- _How to complete this task_: Please show all lines of the records that include "should".

- _Study material_:
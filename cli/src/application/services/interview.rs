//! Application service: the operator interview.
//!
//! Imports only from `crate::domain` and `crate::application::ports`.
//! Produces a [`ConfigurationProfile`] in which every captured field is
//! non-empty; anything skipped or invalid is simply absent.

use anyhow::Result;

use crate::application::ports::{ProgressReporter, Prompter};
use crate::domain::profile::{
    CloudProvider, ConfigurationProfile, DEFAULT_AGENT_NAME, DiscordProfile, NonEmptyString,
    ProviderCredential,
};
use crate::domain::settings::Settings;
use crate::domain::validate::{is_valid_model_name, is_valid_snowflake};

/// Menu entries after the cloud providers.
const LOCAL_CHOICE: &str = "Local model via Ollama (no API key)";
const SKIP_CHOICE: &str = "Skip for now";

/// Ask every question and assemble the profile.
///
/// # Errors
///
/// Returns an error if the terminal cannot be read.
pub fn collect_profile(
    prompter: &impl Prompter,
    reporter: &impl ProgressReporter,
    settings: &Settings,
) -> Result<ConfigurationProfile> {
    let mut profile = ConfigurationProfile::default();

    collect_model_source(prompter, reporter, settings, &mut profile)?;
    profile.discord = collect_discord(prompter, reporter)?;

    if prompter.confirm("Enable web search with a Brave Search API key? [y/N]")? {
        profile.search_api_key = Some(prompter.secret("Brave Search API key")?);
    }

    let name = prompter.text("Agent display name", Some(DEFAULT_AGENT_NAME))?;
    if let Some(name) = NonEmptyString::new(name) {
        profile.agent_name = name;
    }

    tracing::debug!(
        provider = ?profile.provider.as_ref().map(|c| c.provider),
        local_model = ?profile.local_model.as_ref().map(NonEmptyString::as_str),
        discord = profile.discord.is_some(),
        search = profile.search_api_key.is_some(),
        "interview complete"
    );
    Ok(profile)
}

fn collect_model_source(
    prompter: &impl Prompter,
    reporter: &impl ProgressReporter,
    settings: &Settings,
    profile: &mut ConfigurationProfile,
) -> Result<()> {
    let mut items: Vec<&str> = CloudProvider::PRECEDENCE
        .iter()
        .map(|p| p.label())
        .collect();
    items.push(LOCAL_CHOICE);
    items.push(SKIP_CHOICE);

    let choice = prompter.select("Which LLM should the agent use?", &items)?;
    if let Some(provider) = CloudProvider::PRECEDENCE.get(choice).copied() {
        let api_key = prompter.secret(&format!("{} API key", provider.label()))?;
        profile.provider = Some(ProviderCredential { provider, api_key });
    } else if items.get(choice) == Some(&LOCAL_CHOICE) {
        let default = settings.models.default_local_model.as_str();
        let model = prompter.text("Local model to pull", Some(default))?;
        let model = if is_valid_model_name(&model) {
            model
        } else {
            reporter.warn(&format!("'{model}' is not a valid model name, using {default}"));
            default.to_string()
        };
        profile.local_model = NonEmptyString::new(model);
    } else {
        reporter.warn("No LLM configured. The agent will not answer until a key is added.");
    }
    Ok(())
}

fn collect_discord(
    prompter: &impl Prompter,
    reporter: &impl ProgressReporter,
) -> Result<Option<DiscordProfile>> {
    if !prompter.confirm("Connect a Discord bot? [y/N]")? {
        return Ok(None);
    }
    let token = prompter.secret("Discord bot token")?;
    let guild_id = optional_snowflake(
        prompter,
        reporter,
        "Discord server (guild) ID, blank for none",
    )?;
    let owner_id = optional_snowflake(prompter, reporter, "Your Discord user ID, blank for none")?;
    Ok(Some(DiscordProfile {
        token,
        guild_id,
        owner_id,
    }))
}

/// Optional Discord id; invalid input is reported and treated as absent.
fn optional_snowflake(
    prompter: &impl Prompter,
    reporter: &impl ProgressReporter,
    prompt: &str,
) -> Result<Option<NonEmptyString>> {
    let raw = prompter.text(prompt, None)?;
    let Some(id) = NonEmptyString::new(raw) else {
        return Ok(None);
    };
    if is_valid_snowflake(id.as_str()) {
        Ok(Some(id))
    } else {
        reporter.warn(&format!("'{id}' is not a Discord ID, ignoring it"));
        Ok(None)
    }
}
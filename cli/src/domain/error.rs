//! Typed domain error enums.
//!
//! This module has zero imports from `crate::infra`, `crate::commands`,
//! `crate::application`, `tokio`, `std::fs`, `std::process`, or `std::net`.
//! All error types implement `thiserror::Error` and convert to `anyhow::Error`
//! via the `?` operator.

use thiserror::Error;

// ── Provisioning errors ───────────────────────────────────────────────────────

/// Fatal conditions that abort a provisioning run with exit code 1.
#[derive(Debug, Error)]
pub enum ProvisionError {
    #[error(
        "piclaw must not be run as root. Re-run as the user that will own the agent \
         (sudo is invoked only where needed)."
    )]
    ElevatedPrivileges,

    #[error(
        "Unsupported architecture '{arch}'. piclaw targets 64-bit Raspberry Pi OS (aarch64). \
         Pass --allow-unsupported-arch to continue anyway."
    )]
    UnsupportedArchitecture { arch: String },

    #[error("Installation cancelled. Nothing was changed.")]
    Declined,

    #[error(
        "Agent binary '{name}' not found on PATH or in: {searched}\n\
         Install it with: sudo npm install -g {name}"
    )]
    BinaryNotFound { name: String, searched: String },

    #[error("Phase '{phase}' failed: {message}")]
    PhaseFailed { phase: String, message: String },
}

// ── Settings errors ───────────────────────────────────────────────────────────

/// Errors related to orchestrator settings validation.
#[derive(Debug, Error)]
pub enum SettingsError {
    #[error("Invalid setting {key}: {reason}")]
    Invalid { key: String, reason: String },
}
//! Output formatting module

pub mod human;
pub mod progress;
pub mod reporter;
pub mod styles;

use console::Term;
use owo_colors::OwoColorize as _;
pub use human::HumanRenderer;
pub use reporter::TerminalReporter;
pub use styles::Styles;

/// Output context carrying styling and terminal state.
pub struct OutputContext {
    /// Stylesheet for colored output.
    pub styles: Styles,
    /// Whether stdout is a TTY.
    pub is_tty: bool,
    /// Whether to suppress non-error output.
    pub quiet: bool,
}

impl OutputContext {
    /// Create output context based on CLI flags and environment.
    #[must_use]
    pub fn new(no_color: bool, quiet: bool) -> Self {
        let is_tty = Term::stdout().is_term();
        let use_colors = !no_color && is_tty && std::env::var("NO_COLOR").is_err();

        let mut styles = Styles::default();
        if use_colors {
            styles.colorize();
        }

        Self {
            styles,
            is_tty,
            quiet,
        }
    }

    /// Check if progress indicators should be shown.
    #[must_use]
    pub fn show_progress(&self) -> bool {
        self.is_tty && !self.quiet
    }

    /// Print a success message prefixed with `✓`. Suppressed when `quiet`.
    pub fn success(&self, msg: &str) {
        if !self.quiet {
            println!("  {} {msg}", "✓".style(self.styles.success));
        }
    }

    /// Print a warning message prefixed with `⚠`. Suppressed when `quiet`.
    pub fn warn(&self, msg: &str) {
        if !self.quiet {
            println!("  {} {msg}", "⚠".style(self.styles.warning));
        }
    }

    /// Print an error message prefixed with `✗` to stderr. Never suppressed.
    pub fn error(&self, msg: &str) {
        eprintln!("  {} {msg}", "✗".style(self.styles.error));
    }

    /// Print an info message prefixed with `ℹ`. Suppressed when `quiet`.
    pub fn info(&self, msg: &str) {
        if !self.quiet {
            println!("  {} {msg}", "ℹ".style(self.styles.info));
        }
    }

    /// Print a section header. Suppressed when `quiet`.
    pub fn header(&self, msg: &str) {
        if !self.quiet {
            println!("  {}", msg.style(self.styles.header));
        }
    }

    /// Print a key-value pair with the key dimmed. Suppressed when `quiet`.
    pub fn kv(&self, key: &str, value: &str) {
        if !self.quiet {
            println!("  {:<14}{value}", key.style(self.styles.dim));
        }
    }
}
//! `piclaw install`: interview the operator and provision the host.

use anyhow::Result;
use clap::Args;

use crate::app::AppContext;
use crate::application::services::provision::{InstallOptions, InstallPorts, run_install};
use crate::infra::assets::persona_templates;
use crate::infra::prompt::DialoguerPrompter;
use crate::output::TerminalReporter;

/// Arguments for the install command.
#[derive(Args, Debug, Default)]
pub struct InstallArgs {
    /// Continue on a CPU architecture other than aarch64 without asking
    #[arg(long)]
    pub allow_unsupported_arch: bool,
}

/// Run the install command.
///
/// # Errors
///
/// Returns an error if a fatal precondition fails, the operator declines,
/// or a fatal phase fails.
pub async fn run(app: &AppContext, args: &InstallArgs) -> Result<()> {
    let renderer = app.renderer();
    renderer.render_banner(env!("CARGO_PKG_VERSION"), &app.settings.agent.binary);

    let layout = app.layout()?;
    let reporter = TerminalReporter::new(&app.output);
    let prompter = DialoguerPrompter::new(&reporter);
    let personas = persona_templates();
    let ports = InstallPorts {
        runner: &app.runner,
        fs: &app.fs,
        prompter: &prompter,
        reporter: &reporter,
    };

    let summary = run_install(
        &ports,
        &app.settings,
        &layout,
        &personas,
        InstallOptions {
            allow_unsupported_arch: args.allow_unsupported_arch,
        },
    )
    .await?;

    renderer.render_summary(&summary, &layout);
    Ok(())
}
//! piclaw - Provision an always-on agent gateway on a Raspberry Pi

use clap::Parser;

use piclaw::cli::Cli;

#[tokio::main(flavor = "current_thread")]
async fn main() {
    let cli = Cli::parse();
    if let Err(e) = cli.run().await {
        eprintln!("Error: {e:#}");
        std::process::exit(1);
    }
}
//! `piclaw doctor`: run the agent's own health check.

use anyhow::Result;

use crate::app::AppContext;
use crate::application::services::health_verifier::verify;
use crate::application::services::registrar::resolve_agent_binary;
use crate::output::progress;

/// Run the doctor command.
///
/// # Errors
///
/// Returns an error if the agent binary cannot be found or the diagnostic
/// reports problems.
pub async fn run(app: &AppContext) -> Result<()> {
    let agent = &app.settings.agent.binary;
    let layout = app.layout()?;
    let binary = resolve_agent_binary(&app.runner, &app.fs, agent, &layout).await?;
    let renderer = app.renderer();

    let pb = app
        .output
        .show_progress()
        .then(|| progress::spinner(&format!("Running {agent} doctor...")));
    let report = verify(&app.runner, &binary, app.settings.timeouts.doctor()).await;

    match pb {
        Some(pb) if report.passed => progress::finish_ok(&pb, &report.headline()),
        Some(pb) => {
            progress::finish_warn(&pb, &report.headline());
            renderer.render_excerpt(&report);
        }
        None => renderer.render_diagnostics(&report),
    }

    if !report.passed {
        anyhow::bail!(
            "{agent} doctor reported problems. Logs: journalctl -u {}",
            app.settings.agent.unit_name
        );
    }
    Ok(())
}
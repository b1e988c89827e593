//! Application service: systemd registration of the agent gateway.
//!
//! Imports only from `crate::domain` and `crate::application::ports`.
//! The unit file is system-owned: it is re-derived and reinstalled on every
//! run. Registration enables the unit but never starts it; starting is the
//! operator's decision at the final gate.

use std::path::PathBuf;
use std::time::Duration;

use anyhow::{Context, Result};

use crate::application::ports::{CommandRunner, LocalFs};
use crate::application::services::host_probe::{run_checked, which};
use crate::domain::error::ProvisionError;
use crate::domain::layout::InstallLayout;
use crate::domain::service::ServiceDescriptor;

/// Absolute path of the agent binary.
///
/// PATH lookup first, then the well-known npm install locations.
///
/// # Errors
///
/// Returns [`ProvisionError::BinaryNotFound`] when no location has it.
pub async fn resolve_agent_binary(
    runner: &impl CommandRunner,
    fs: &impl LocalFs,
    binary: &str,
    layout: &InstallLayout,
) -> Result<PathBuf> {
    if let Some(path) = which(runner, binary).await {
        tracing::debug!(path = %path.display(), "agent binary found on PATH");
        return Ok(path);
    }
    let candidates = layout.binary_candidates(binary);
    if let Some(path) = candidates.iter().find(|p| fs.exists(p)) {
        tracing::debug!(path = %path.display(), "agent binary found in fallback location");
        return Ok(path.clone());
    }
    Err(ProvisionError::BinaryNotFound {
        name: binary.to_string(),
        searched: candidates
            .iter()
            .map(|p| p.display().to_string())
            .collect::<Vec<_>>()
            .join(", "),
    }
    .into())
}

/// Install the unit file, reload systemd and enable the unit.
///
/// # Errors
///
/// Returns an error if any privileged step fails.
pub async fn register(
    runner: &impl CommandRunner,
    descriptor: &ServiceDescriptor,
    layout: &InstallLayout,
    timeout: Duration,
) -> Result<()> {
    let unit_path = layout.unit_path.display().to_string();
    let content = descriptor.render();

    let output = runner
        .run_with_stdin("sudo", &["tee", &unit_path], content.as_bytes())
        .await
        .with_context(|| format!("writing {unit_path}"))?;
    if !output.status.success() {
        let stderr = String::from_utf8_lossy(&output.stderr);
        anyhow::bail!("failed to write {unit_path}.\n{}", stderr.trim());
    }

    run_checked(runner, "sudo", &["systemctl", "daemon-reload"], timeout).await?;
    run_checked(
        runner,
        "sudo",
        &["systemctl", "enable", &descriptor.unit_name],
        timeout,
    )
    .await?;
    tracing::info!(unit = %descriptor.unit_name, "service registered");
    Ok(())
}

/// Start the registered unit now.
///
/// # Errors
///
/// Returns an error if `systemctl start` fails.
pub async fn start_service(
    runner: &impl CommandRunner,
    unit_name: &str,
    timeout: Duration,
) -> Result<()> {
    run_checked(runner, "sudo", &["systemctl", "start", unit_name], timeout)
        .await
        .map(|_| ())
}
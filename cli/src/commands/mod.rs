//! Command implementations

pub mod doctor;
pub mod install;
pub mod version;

- _Your solution_:
    let choice = prompter.select("Which LLM should the agent use?", &items)?;
    /// Check if progress indicators should be shown.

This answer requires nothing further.